→ **Exercise**
Only a slice of the listing below is wanted. Retype the lines from the one containing "pub fn warning(&self, message: &str)" through the one containing "pub fn set_failed(&self, message: &str)", exactly, both ends included.

· · · ·

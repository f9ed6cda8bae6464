//! End-to-end runs of the review pipeline against fake stages.
//!
//! No process is spawned and no network is touched: the diff, the model and
//! GitHub are all in-memory fakes that record every call.

use std::sync::Mutex;

use async_trait::async_trait;

use diffwise_core::{
    AccountKind, ActionConfig, ActionInputs, CommentAuthor, DiffwiseConfig, DiffwiseError,
    IssueComment, PublishOutcome, RunOutcome,
};
use diffwise_review::actions::ActionsRuntime;
use diffwise_review::git::DiffSource;
use diffwise_review::github::PullRequestTracker;
use diffwise_review::llm::{ChatMessage, CompletionClient};
use diffwise_review::pipeline::ReviewPipeline;

const DIFF: &str = "diff --git a/src/lib.rs b/src/lib.rs\n\
                    @@ -1,3 +1,3 @@\n \
                    fn answer() -> u32 {\n\
                    -    41\n\
                    +    42\n \
                    }\n";

struct FakeDiff(String);

#[async_trait]
impl DiffSource for FakeDiff {
    async fn diff(&self) -> Result<String, DiffwiseError> {
        Ok(self.0.clone())
    }
}

struct FailingDiff;

#[async_trait]
impl DiffSource for FailingDiff {
    async fn diff(&self) -> Result<String, DiffwiseError> {
        Err(DiffwiseError::Git(
            "git fetch failed (exit status: 128): couldn't find remote ref main".into(),
        ))
    }
}

/// A model that answers every request with the same reply.
struct FakeModel {
    reply: Result<Option<String>, (u16, String)>,
    prompts: Mutex<Vec<(String, String)>>,
}

impl FakeModel {
    fn replying(text: &str) -> Self {
        Self {
            reply: Ok(Some(text.to_string())),
            prompts: Mutex::new(Vec::new()),
        }
    }

    fn failing(status: u16, message: &str) -> Self {
        Self {
            reply: Err((status, message.to_string())),
            prompts: Mutex::new(Vec::new()),
        }
    }

    fn calls(&self) -> usize {
        self.prompts.lock().unwrap().len()
    }
}

#[async_trait]
impl CompletionClient for FakeModel {
    async fn chat(
        &self,
        model: &str,
        messages: Vec<ChatMessage>,
    ) -> Result<Option<String>, DiffwiseError> {
        let prompt = messages
            .into_iter()
            .map(|m| m.content)
            .collect::<Vec<_>>()
            .join("\n");
        self.prompts.lock().unwrap().push((model.to_string(), prompt));
        match &self.reply {
            Ok(reply) => Ok(reply.clone()),
            Err((status, message)) => Err(DiffwiseError::CompletionApi {
                status: *status,
                code: Some("rate_limit_exceeded".into()),
                kind: Some("requests".into()),
                message: message.clone(),
            }),
        }
    }
}

#[derive(Debug, Clone, PartialEq, Eq)]
enum Call {
    OpenPullRequests(String),
    ListComments(u64),
    UpdateComment(u64, String),
    CreateComment(u64, String),
}

/// In-memory GitHub with a fixed set of open pull requests and comments.
struct FakeGitHub {
    open: Vec<u64>,
    comments: Vec<IssueComment>,
    calls: Mutex<Vec<Call>>,
}

impl FakeGitHub {
    fn new(open: Vec<u64>, comments: Vec<IssueComment>) -> Self {
        Self {
            open,
            comments,
            calls: Mutex::new(Vec::new()),
        }
    }

    fn calls(&self) -> Vec<Call> {
        self.calls.lock().unwrap().clone()
    }
}

#[async_trait]
impl PullRequestTracker for FakeGitHub {
    async fn open_pull_requests(&self, head: &str) -> Result<Vec<u64>, DiffwiseError> {
        self.calls
            .lock()
            .unwrap()
            .push(Call::OpenPullRequests(head.to_string()));
        Ok(self.open.clone())
    }

    async fn list_comments(&self, pr_number: u64) -> Result<Vec<IssueComment>, DiffwiseError> {
        self.calls.lock().unwrap().push(Call::ListComments(pr_number));
        Ok(self.comments.clone())
    }

    async fn update_comment(&self, comment_id: u64, body: &str) -> Result<(), DiffwiseError> {
        self.calls
            .lock()
            .unwrap()
            .push(Call::UpdateComment(comment_id, body.to_string()));
        Ok(())
    }

    async fn create_comment(&self, pr_number: u64, body: &str) -> Result<u64, DiffwiseError> {
        self.calls
            .lock()
            .unwrap()
            .push(Call::CreateComment(pr_number, body.to_string()));
        Ok(1001)
    }
}

fn config() -> ActionConfig {
    ActionConfig::resolve(
        ActionInputs {
            github_token: Some("ghp_test".into()),
            openai_token: Some("sk-test".into()),
            openai_model: Some("gpt-4o-mini".into()),
            repository: Some("octocat/hello-world".into()),
            git_ref: Some("refs/heads/feature-x".into()),
            api_url: None,
        },
        DiffwiseConfig::default(),
    )
    .unwrap()
}

fn comment(id: u64, kind: AccountKind, body: &str) -> IssueComment {
    IssueComment {
        id,
        body: body.into(),
        author: CommentAuthor {
            login: match kind {
                AccountKind::Bot => "github-actions[bot]".into(),
                _ => "octocat".into(),
            },
            kind,
        },
    }
}

#[tokio::test]
async fn new_comment_on_first_review() {
    let config = config();
    let diff = FakeDiff(DIFF.into());
    let model = FakeModel::replying("Looks fine.");
    let github = FakeGitHub::new(vec![42], vec![comment(5, AccountKind::User, "LGTM")]);
    let runtime = ActionsRuntime::default();

    let outcome = ReviewPipeline::new(&config, &diff, &model, &github, &runtime)
        .run()
        .await
        .unwrap();

    assert_eq!(
        outcome,
        RunOutcome::Published {
            pr_number: 42,
            outcome: PublishOutcome::Created { comment_id: 1001 },
        }
    );
    assert_eq!(
        github.calls(),
        vec![
            Call::OpenPullRequests("octocat:feature-x".into()),
            Call::ListComments(42),
            Call::CreateComment(42, "<!-- GPT-BOT-COMMENT -->\nLooks fine.".into()),
        ]
    );
}

#[tokio::test]
async fn existing_bot_comment_is_updated() {
    let config = config();
    let diff = FakeDiff(DIFF.into());
    let model = FakeModel::replying("  Off-by-one in answer().\n");
    let github = FakeGitHub::new(
        vec![42],
        vec![
            comment(5, AccountKind::User, "<!-- GPT-BOT-COMMENT --> copied by a human"),
            comment(6, AccountKind::Bot, "<!-- GPT-BOT-COMMENT -->\nprevious review"),
        ],
    );
    let runtime = ActionsRuntime::default();

    let outcome = ReviewPipeline::new(&config, &diff, &model, &github, &runtime)
        .run()
        .await
        .unwrap();

    assert_eq!(
        outcome,
        RunOutcome::Published {
            pr_number: 42,
            outcome: PublishOutcome::Updated { comment_id: 6 },
        }
    );
    let calls = github.calls();
    assert!(calls.contains(&Call::UpdateComment(
        6,
        "<!-- GPT-BOT-COMMENT -->\nOff-by-one in answer().".into()
    )));
    assert!(
        !calls.iter().any(|c| matches!(c, Call::CreateComment(..))),
        "must not create a second comment: {calls:?}"
    );
}

#[tokio::test]
async fn prompt_carries_diff_and_model() {
    let config = config();
    let diff = FakeDiff(DIFF.into());
    let model = FakeModel::replying("ok");
    let github = FakeGitHub::new(vec![42], vec![]);
    let runtime = ActionsRuntime::default();

    ReviewPipeline::new(&config, &diff, &model, &github, &runtime)
        .run()
        .await
        .unwrap();

    let prompts = model.prompts.lock().unwrap();
    assert_eq!(prompts.len(), 1);
    let (model_name, prompt) = &prompts[0];
    assert_eq!(model_name, "gpt-4o-mini");
    assert!(prompt.starts_with(
        "Check this PR code, find logic issues that are not easily found by SonarQube, order them by severity."
    ));
    assert!(prompt.contains(DIFF));
}

#[tokio::test]
async fn empty_diff_skips_every_remote_call() {
    let dir = tempfile::tempdir().unwrap();
    let output = dir.path().join("github_output");
    let config = config();
    let diff = FakeDiff(String::new());
    let model = FakeModel::replying("unused");
    let github = FakeGitHub::new(vec![42], vec![]);
    let runtime = ActionsRuntime::new(Some(output.clone()));

    let outcome = ReviewPipeline::new(&config, &diff, &model, &github, &runtime)
        .run()
        .await
        .unwrap();

    assert_eq!(outcome, RunOutcome::NoDifferences);
    assert_eq!(model.calls(), 0);
    assert!(github.calls().is_empty());
    assert_eq!(
        std::fs::read_to_string(&output).unwrap(),
        "feedback=No differences found.\n"
    );
}

#[tokio::test]
async fn whitespace_only_diff_counts_as_empty() {
    let config = config();
    let diff = FakeDiff("\n\n".into());
    let model = FakeModel::replying("unused");
    let github = FakeGitHub::new(vec![], vec![]);
    let runtime = ActionsRuntime::default();

    let outcome = ReviewPipeline::new(&config, &diff, &model, &github, &runtime)
        .run()
        .await
        .unwrap();

    assert_eq!(outcome, RunOutcome::NoDifferences);
    assert_eq!(model.calls(), 0);
}

#[tokio::test]
async fn no_open_pull_request_stops_before_comments() {
    let dir = tempfile::tempdir().unwrap();
    let output = dir.path().join("github_output");
    let config = config();
    let diff = FakeDiff(DIFF.into());
    let model = FakeModel::replying("Looks fine.");
    let github = FakeGitHub::new(vec![], vec![]);
    let runtime = ActionsRuntime::new(Some(output.clone()));

    let outcome = ReviewPipeline::new(&config, &diff, &model, &github, &runtime)
        .run()
        .await
        .unwrap();

    assert_eq!(
        outcome,
        RunOutcome::NoPullRequest {
            branch: "feature-x".into()
        }
    );
    assert_eq!(
        github.calls(),
        vec![Call::OpenPullRequests("octocat:feature-x".into())]
    );
    assert!(!output.exists(), "no output is set when the PR is missing");
}

#[tokio::test]
async fn first_of_several_pull_requests_gets_the_comment() {
    let config = config();
    let diff = FakeDiff(DIFF.into());
    let model = FakeModel::replying("Looks fine.");
    let github = FakeGitHub::new(vec![7, 8], vec![]);
    let runtime = ActionsRuntime::default();

    let outcome = ReviewPipeline::new(&config, &diff, &model, &github, &runtime)
        .run()
        .await
        .unwrap();

    assert!(matches!(outcome, RunOutcome::Published { pr_number: 7, .. }));
}

#[tokio::test]
async fn dry_run_never_touches_github() {
    let config = config();
    let diff = FakeDiff(DIFF.into());
    let model = FakeModel::replying("Looks fine.");
    let github = FakeGitHub::new(vec![42], vec![]);
    let runtime = ActionsRuntime::default();

    let outcome = ReviewPipeline::new(&config, &diff, &model, &github, &runtime)
        .dry_run(true)
        .run()
        .await
        .unwrap();

    assert_eq!(
        outcome,
        RunOutcome::DryRun {
            feedback: "Looks fine.".into()
        }
    );
    assert!(github.calls().is_empty());
}

#[tokio::test]
async fn completion_error_is_fatal_and_nothing_is_posted() {
    let config = config();
    let diff = FakeDiff(DIFF.into());
    let model = FakeModel::failing(429, "Rate limit reached");
    let github = FakeGitHub::new(vec![42], vec![]);
    let runtime = ActionsRuntime::default();

    let err = ReviewPipeline::new(&config, &diff, &model, &github, &runtime)
        .run()
        .await
        .unwrap_err();

    assert!(matches!(err, DiffwiseError::CompletionApi { status: 429, .. }));
    assert!(github.calls().is_empty());
}

#[tokio::test]
async fn git_failure_is_fatal_before_any_request() {
    let config = config();
    let model = FakeModel::replying("unused");
    let github = FakeGitHub::new(vec![42], vec![]);
    let runtime = ActionsRuntime::default();

    let err = ReviewPipeline::new(&config, &FailingDiff, &model, &github, &runtime)
        .run()
        .await
        .unwrap_err();

    assert!(matches!(err, DiffwiseError::Git(_)));
    assert_eq!(model.calls(), 0);
    assert!(github.calls().is_empty());
}

#[test]
fn malformed_ref_fails_while_resolving_config() {
    let err = ActionConfig::resolve(
        ActionInputs {
            github_token: Some("ghp_test".into()),
            openai_token: Some("sk-test".into()),
            repository: Some("octocat/hello-world".into()),
            git_ref: Some("refs/tags/v1.0.0".into()),
            ..ActionInputs::default()
        },
        DiffwiseConfig::default(),
    )
    .unwrap_err();

    assert!(matches!(err, DiffwiseError::InvalidRef(_)));
}
//! GitHub Actions runner integration.
//!
//! Outputs go to the file named by `GITHUB_OUTPUT`; annotations are
//! workflow commands printed on stdout.

use std::fs::OpenOptions;
use std::io::Write;
use std::path::PathBuf;

use diffwise_core::DiffwiseError;

/// Handle on the runner for the current job step.
///
/// # Examples
///
/// ```
/// use diffwise_review::actions::ActionsRuntime;
///
/// let dir = tempfile::tempdir().unwrap();
/// let output = dir.path().join("output");
/// let runtime = ActionsRuntime::new(Some(output.clone()));
/// runtime.set_output("feedback", "No differences found.").unwrap();
/// assert_eq!(
///     std::fs::read_to_string(output).unwrap(),
///     "feedback=No differences found.\n"
/// );
/// ```
#[derive(Debug, Clone, Default)]
pub struct ActionsRuntime {
    output_file: Option<PathBuf>,
}

impl ActionsRuntime {
    /// Runtime writing outputs to `output_file`, or stdout when `None`.
    pub fn new(output_file: Option<PathBuf>) -> Self {
        Self { output_file }
    }

    /// Set a step output.
    ///
    /// Multi-line values use the heredoc form the runner expects.
    ///
    /// # Errors
    ///
    /// Returns [`DiffwiseError::Io`] if the output file cannot be written.
    pub fn set_output(&self, name: &str, value: &str) -> Result<(), DiffwiseError> {
        let entry = format_output(name, value);
        match &self.output_file {
            Some(path) => {
                let mut file = OpenOptions::new().create(true).append(true).open(path)?;
                file.write_all(entry.as_bytes())?;
            }
            None => print!("{entry}"),
        }
        Ok(())
    }

    /// Emit a notice annotation.
    pub fn notice(&self, message: &str) {
        println!("{}", workflow_command("notice", message));
    }

    /// Emit a warning annotation.
    pub fn warning(&self, message: &str) {
        println!("{}", workflow_command("warning", message));
    }

    /// Emit an error annotation; the step fails through the exit code.
    pub fn set_failed(&self, message: &str) {
        println!("{}", workflow_command("error", message));
    }
}

fn format_output(name: &str, value: &str) -> String {
    if !value.contains('\n') && !value.contains('\r') {
        return format!("{name}={value}\n");
    }
    let mut delimiter = String::from("diffwise_EOF");
    while value.contains(&delimiter) {
        delimiter.push('_');
    }
    format!("{name}<<{delimiter}\n{value}\n{delimiter}\n")
}

/// Render `::command::message` with the runner's escaping.
pub fn workflow_command(command: &str, message: &str) -> String {
    format!("::{command}::{}", escape_data(message))
}

fn escape_data(message: &str) -> String {
    message
        .replace('%', "%25")
        .replace('\r', "%0D")
        .replace('\n', "%0A")
}
//! Fixed values shared by every stage of a run.

/// Hidden marker prefixed to every comment diffwise writes.
///
/// Used both to tag ownership and to find the previous comment on a rerun.
pub const COMMENT_MARKER: &str = "<!-- GPT-BOT-COMMENT -->";

/// Model used when neither the action input nor `.diffwise.toml` names one.
pub const DEFAULT_MODEL: &str = "gpt-3.5-turbo";

/// Remote the base branch is fetched from.
pub const BASE_REMOTE: &str = "origin";

/// Branch every pull request is diffed against.
pub const BASE_BRANCH: &str = "main";

/// Lines of context git may merge between neighbouring hunks.
pub const INTER_HUNK_CONTEXT: u32 = 1000;

/// Prefix a `GITHUB_REF` must carry for the run to have a branch.
pub const BRANCH_REF_PREFIX: &str = "refs/heads/";

/// Name of the action output set when there is nothing to review.
pub const FEEDBACK_OUTPUT: &str = "feedback";

/// Value of [`FEEDBACK_OUTPUT`] when the diff is empty.
pub const NO_DIFF_FEEDBACK: &str = "No differences found.";

/// Config file looked up in the repository root when `--config` is absent.
pub const CONFIG_FILE_NAME: &str = ".diffwise.toml";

· · · ·

→ **Answer to this task**
    pub fn warning(&self, message: &str) {
        println!("{}", workflow_command("warning", message));
    }

    /// Emit an error annotation; the step fails through the exit code.
    pub fn set_failed(&self, message: &str) {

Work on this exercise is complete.